• _Provided data_
================================
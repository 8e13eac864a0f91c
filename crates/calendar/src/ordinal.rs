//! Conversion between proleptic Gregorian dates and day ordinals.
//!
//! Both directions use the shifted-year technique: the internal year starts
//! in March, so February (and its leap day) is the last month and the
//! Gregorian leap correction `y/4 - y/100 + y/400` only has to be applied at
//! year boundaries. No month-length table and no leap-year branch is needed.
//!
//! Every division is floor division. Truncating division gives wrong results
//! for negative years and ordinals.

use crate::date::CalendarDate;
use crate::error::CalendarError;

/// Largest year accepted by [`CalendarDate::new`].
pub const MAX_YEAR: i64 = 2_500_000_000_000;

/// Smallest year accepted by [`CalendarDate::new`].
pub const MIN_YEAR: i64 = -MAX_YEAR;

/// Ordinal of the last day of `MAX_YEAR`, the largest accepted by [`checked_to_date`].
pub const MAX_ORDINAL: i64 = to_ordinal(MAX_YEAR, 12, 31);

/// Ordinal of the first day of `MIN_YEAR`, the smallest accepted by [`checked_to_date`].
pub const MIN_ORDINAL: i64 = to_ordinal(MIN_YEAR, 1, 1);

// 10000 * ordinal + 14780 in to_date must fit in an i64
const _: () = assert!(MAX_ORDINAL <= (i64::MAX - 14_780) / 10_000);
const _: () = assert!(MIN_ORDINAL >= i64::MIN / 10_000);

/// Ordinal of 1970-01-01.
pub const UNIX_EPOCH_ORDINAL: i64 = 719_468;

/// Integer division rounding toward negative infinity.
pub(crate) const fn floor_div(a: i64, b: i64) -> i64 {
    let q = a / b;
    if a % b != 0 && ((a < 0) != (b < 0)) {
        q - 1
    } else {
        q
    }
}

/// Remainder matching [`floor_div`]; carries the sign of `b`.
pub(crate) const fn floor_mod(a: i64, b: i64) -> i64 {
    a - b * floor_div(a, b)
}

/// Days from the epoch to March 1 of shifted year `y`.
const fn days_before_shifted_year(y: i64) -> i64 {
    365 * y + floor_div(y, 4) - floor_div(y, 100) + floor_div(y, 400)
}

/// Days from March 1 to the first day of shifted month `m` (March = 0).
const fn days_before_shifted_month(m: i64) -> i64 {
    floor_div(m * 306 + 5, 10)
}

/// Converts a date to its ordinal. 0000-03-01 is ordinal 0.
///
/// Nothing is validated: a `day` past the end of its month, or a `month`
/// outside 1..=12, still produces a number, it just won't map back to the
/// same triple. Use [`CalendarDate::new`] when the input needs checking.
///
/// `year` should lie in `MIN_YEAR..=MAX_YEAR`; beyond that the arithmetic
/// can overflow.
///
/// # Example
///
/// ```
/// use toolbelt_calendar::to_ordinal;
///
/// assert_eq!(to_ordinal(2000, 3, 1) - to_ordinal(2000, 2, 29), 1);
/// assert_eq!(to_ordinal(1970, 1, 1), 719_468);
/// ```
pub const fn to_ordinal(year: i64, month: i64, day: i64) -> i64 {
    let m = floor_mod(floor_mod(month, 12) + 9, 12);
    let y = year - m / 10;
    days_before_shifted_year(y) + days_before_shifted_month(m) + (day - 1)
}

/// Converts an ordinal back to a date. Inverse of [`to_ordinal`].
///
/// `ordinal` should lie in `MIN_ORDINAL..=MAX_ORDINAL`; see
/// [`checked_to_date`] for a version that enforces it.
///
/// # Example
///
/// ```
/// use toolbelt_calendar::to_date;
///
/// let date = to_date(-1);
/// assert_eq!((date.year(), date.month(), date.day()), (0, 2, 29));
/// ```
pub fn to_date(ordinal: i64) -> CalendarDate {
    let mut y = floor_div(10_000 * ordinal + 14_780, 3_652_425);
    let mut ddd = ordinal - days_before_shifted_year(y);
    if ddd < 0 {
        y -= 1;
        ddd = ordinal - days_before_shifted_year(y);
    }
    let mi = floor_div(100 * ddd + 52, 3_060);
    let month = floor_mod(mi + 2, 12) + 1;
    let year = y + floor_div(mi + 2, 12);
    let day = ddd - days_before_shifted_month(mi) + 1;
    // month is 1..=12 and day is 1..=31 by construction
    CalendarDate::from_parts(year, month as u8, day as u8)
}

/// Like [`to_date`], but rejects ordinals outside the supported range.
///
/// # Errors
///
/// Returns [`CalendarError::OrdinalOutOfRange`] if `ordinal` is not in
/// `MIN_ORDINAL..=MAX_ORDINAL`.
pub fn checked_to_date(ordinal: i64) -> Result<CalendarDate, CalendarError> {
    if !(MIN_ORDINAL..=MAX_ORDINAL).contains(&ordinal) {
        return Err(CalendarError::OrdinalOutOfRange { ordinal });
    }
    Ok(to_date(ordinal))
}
================================
• _What this task involves_
Only the number is wanted: how many lines above include the word "division"?

• _Response area_
2